Distribution preview

Deep dive into JAPL's location-transparent PIDs, remote spawn, node addressing, serialization, and service discovery.

Distribution

Most languages treat distribution as an afterthought — a library concern layered on top of local concurrency primitives. JAPL treats distribution as a native language concern. Process identifiers are location-transparent. A PID may refer to a process on the local node or a remote node. The runtime handles serialization, discovery, and network transport. Types drive serialization: if a message type is serializable, it can cross node boundaries.

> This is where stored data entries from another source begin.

//! In-memory store server.
//!
//! Answers commands the way a real store would: listings stream one
//! `Entity` response per match before the terminal `Ok`, mutations are
//! staged inside an open transaction and discarded on rollback.

use entisync_protocol::{
    Command, FetchDepth, FetchSelector, Inbound, LocalEntity, LocalId, RemoteEntity, Response,
    Scope, PROTOCOL_VERSION,
};
use parking_lot::Mutex;
use std::collections::BTreeMap;
use std::sync::Arc;

type CommandFilter = Box<dyn Fn(&Command) -> bool + Send + Sync>;

struct Fault {
    matches: CommandFilter,
    message: String,
}

#[derive(Clone)]
struct Snapshot {
    entities: BTreeMap<LocalId, LocalEntity>,
    next_id: i64,
}

struct StoreState {
    entities: BTreeMap<LocalId, LocalEntity>,
    next_id: i64,
    transaction: Option<Snapshot>,
    log: Vec<Command>,
    faults: Vec<Fault>,
    /// Close the connection instead of answering once this many commands
    /// were processed.
    close_after: Option<usize>,
    injected: Vec<Inbound>,
    protocol_version: u32,
    server_name: String,
    refuse_connections: bool,
    connections_opened: usize,
}

/// What the store does with one command.
#[derive(Debug, Clone, PartialEq, Eq)]
pub enum StoreReply {
    /// Answer with these responses.
    Respond(Vec<Response>),
    /// Close the connection without answering.
    Close(String),
}

/// An in-memory store server.
///
/// Cloning yields another handle to the same store, so a test keeps one
/// handle for assertions while the connection owns another.
#[derive(Clone)]
pub struct MemoryStore {
    state: Arc<Mutex<StoreState>>,
}

impl MemoryStore {
    /// Creates an empty store speaking [`PROTOCOL_VERSION`].
    pub fn new() -> Self {
        Self {
            state: Arc::new(Mutex::new(StoreState {
                entities: BTreeMap::new(),
                next_id: 1,
                transaction: None,
                log: Vec::new(),
                faults: Vec::new(),
                close_after: None,
                injected: Vec::new(),
                protocol_version: PROTOCOL_VERSION,
                server_name: "memory-store".to_string(),
                refuse_connections: false,
                connections_opened: 0,
            })),
        }
    }

    /// Announces `version` in the greeting.
    #[must_use]
    pub fn with_protocol_version(self, version: u32) -> Self {
        self.state.lock().protocol_version = version;
        self
    }

    /// Inserts an entity directly, bypassing the command log.
    pub fn seed(&self, scope: Scope, remote: &RemoteEntity) -> LocalId {
        let mut state = self.state.lock();
        let id = LocalId(state.next_id);
        state.next_id += 1;
        state
            .entities
            .insert(id, LocalEntity::from_remote(id, scope, remote));
        id
    }

    /// Returns the entity `id`.
    pub fn get(&self, id: LocalId) -> Option<LocalEntity> {
        self.state.lock().entities.get(&id).cloned()
    }

    /// Returns every entity of `scope`, ordered by id.
    pub fn entities(&self, scope: Scope) -> Vec<LocalEntity> {
        self.state
            .lock()
            .entities
            .values()
            .filter(|entity| scope.contains(entity))
            .cloned()
            .collect()
    }

    /// Returns the entity of `scope` with remote identifier `rid`.
    pub fn find_by_rid(&self, scope: Scope, rid: &str) -> Option<LocalEntity> {
        self.entities(scope)
            .into_iter()
            .find(|entity| entity.rid.as_ref().is_some_and(|r| r.as_str() == rid))
    }

    /// Returns every command processed so far.
    pub fn log(&self) -> Vec<Command> {
        self.state.lock().log.clone()
    }

    /// Returns the names of every command processed so far.
    pub fn command_names(&self) -> Vec<&'static str> {
        self.state.lock().log.iter().map(Command::name).collect()
    }

    /// Returns how many processed commands have the given name.
    pub fn count(&self, name: &str) -> usize {
        self.state
            .lock()
            .log
            .iter()
            .filter(|command| command.name() == name)
            .count()
    }

    /// Clears the command log.
    pub fn clear_log(&self) {
        self.state.lock().log.clear();
    }

    /// Returns true while a transaction is open.
    pub fn in_transaction(&self) -> bool {
        self.state.lock().transaction.is_some()
    }

    /// Answers matching commands with `No { message }`.
    pub fn fail_when<F>(&self, matches: F, message: impl Into<String>)
    where
        F: Fn(&Command) -> bool + Send + Sync + 'static,
    {
        self.state.lock().faults.push(Fault {
            matches: Box::new(matches),
            message: message.into(),
        });
    }

    /// Removes every injected failure.
    pub fn clear_faults(&self) {
        self.state.lock().faults.clear();
    }

    /// Closes the connection instead of answering once `count` commands
    /// were processed.
    pub fn close_after(&self, count: usize) {
        self.state.lock().close_after = Some(count);
    }

    /// Sends `message` ahead of the next command's responses.
    pub fn inject(&self, message: Inbound) {
        self.state.lock().injected.push(message);
    }

    /// Makes every following connection attempt fail.
    pub fn refuse_connections(&self, refuse: bool) {
        self.state.lock().refuse_connections = refuse;
    }

    /// Returns how many connections were opened.
    pub fn connections_opened(&self) -> usize {
        self.state.lock().connections_opened
    }

    /// Registers a new connection. Returns the greeting, or `None` when
    /// connections are refused.
    pub(crate) fn accept(&self) -> Option<Inbound> {
        let mut state = self.state.lock();
        if state.refuse_connections {
            return None;
        }
        state.connections_opened += 1;
        Some(Inbound::Hello {
            protocol_version: state.protocol_version,
            server: state.server_name.clone(),
        })
    }

    /// Drops any transaction left open by a closed connection.
    pub(crate) fn disconnect(&self) {
        let mut state = self.state.lock();
        if let Some(snapshot) = state.transaction.take() {
            state.entities = snapshot.entities;
            state.next_id = snapshot.next_id;
        }
    }

    pub(crate) fn take_injected(&self) -> Vec<Inbound> {
        std::mem::take(&mut self.state.lock().injected)
    }

    /// Processes one command.
    pub fn process(&self, command: &Command) -> StoreReply {
        let mut state = self.state.lock();
        if state.close_after.is_some_and(|limit| state.log.len() >= limit) {
            state.close_after = None;
            return StoreReply::Close("store went away".to_string());
        }
        state.log.push(command.clone());

        if let Some(fault) = state.faults.iter().find(|fault| (fault.matches)(command)) {
            return StoreReply::Respond(vec![Response::no(fault.message.clone())]);
        }
        StoreReply::Respond(state.execute(command))
    }
}

impl Default for MemoryStore {
    fn default() -> Self {
        Self::new()
    }
}

impl std::fmt::Debug for MemoryStore {
    fn fmt(&self, f: &mut std::fmt::Formatter<'_>) -> std::fmt::Result {
        let state = self.state.lock();
        f.debug_struct("MemoryStore")
            .field("entities", &state.entities.len())
            .field("in_transaction", &state.transaction.is_some())
            .field("commands", &state.log.len())
            .finish()
    }
}

impl StoreState {
    fn execute(&mut self, command: &Command) -> Vec<Response> {
        match command {
            Command::Begin => {
                if self.transaction.is_some() {
                    return vec![Response::no("transaction already open")];
                }
                self.transaction = Some(Snapshot {
                    entities: self.entities.clone(),
                    next_id: self.next_id,
                });
                vec![Response::ok()]
            }
            Command::Commit => match self.transaction.take() {
                Some(_) => vec![Response::ok()],
                None => vec![Response::no("no transaction open")],
            },
            Command::Rollback => match self.transaction.take() {
                Some(snapshot) => {
                    self.entities = snapshot.entities;
                    self.next_id = snapshot.next_id;
                    vec![Response::ok()]
                }
                None => vec![Response::no("no transaction open")],
            },
            Command::SelectResource { .. } => vec![Response::ok()],
            Command::Fetch {
                scope,
                selector,
                depth,
                ..
            } => self.fetch(*scope, selector, *depth),
            Command::Create { scope, entity } => {
                let id = LocalId(self.next_id);
                self.next_id += 1;
                self.entities
                    .insert(id, LocalEntity::from_remote(id, *scope, entity));
                vec![Response::Ok { id: Some(id) }]
            }
            Command::Modify {
                id,
                entity,
                expected_revision,
            } => match self.entities.get_mut(id) {
                None => vec![Response::no(format!("entity {id} not found"))],
                Some(local) if expected_revision.is_some_and(|r| r != local.revision) => {
                    vec![Response::no(format!("entity {id} was modified concurrently"))]
                }
                Some(local) => {
                    local.apply(entity);
                    vec![Response::Ok { id: Some(*id) }]
                }
            },
            Command::Delete { ids } => {
                if let Some(missing) = ids.iter().find(|id| !self.entities.contains_key(id)) {
                    return vec![Response::no(format!("entity {missing} not found"))];
                }
                for id in ids {
                    self.entities.remove(id);
                }
                vec![Response::ok()]
            }
        }
    }

    fn fetch(&self, scope: Scope, selector: &FetchSelector, depth: FetchDepth) -> Vec<Response> {
        let in_scope = self.entities.values().filter(|entity| scope.contains(entity));
        let matches: Vec<&LocalEntity> = match selector {
            FetchSelector::All => in_scope.collect(),
            FetchSelector::Ids(ids) => {
                if let Some(missing) = ids.iter().find(|id| !self.entities.contains_key(id)) {
                    return vec![Response::no(format!("entity {missing} not found"))];
                }
                in_scope.filter(|entity| ids.contains(&entity.id)).collect()
            }
            FetchSelector::Rids(rids) => in_scope
                .filter(|entity| entity.rid.as_ref().is_some_and(|rid| rids.contains(rid)))
                .collect(),
            FetchSelector::Gids(gids) => in_scope
                .filter(|entity| entity.gid.as_ref().is_some_and(|gid| gids.contains(gid)))
                .collect(),
        };

        let mut responses: Vec<Response> = matches
            .into_iter()
            .map(|entity| match depth {
                FetchDepth::Projection => Response::Entity(entity.projection()),
                FetchDepth::Full => Response::Entity(entity.clone()),
            })
            .collect();
        responses.push(Response::ok());
        responses
    }
}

This does not mean that distribution is invisible. Network boundaries introduce latency, partial failure, and serialization costs that do not exist locally. JAPL makes these boundaries visible through the effect system (the Net effect) while keeping the programming model uniform. You use the same Process.send and Process.receive whether the target is local or remote.

Node Addressing

A node is a running instance of the JAPL runtime. Nodes are identified by name and communicate over TCP. Each node authenticates connections using a shared cookie.

let node = Node.start(
  name = "web-1",
  cookie = Env.get("CLUSTER_COOKIE"),
  listen = "0.0.0.0:9000",
)

Nodes connect to each other via TCP:

let remote = Node.connect("worker-1.internal:9000")

The connection is authenticated using the cookie. If the cookies do not match, the connection is rejected. This provides a basic level of security for cluster communication.

Location-Transparent PIDs

Process identifiers (Pid[Msg]) are location-transparent. The core insight is that Process.send and Process.receive work identically regardless of whether the target process is on the local node or a remote node.

-- Same syntax, regardless of process location
Process.send(pid, message)

Under the hood, the runtime checks whether the PID refers to a local or remote process and routes the message accordingly. For local processes, the message is placed directly in the mailbox. For remote processes, the message is serialized and sent over the network.

The Net effect marks functions that perform network operations, making distribution boundaries visible in types when you need to be aware of them.

Remote Process Spawning

You can spawn a process on a remote node using Process.spawn_on:

let pid = Process.spawn_on(remote_node, fn -> image_processor())

The function body is serialized and sent to the remote node for execution. The returned PID is usable from the local node — you can send messages to it, monitor it, and link to it just like a local process.

There is an important constraint: the function passed to spawn_on must not close over non-serializable values (function closures, local resources). The compiler enforces this — all captured values must satisfy the Serialize constraint. This is a deliberate design choice: rather than failing at runtime when serialization is impossible, JAPL catches it at compile time.

Type-Derived Serialization

JAPL derives serialization from algebraic data type definitions. Types that derive Serialize automatically generate efficient wire format encoders and decoders.

type JobRequest deriving(Serialize, Deserialize) = {
  id: JobId,
  payload: Bytes,
  priority: Priority,
}

The serialization rules are inductively defined:

  1. All primitive types (Int, Float, Bool, String, Bytes, Unit) are serializable.
  2. Products and sums of serializable types are serializable.
  3. Container types (List[a], Map[k, v], Option[a]) preserve serializability if their element types are serializable.
  4. Pid[a] is always serializable (PIDs are network addresses).
  5. Function types are NOT serializable. Closures cannot cross node boundaries.
  6. Named types with deriving(Serialize) are serializable if all field types are serializable.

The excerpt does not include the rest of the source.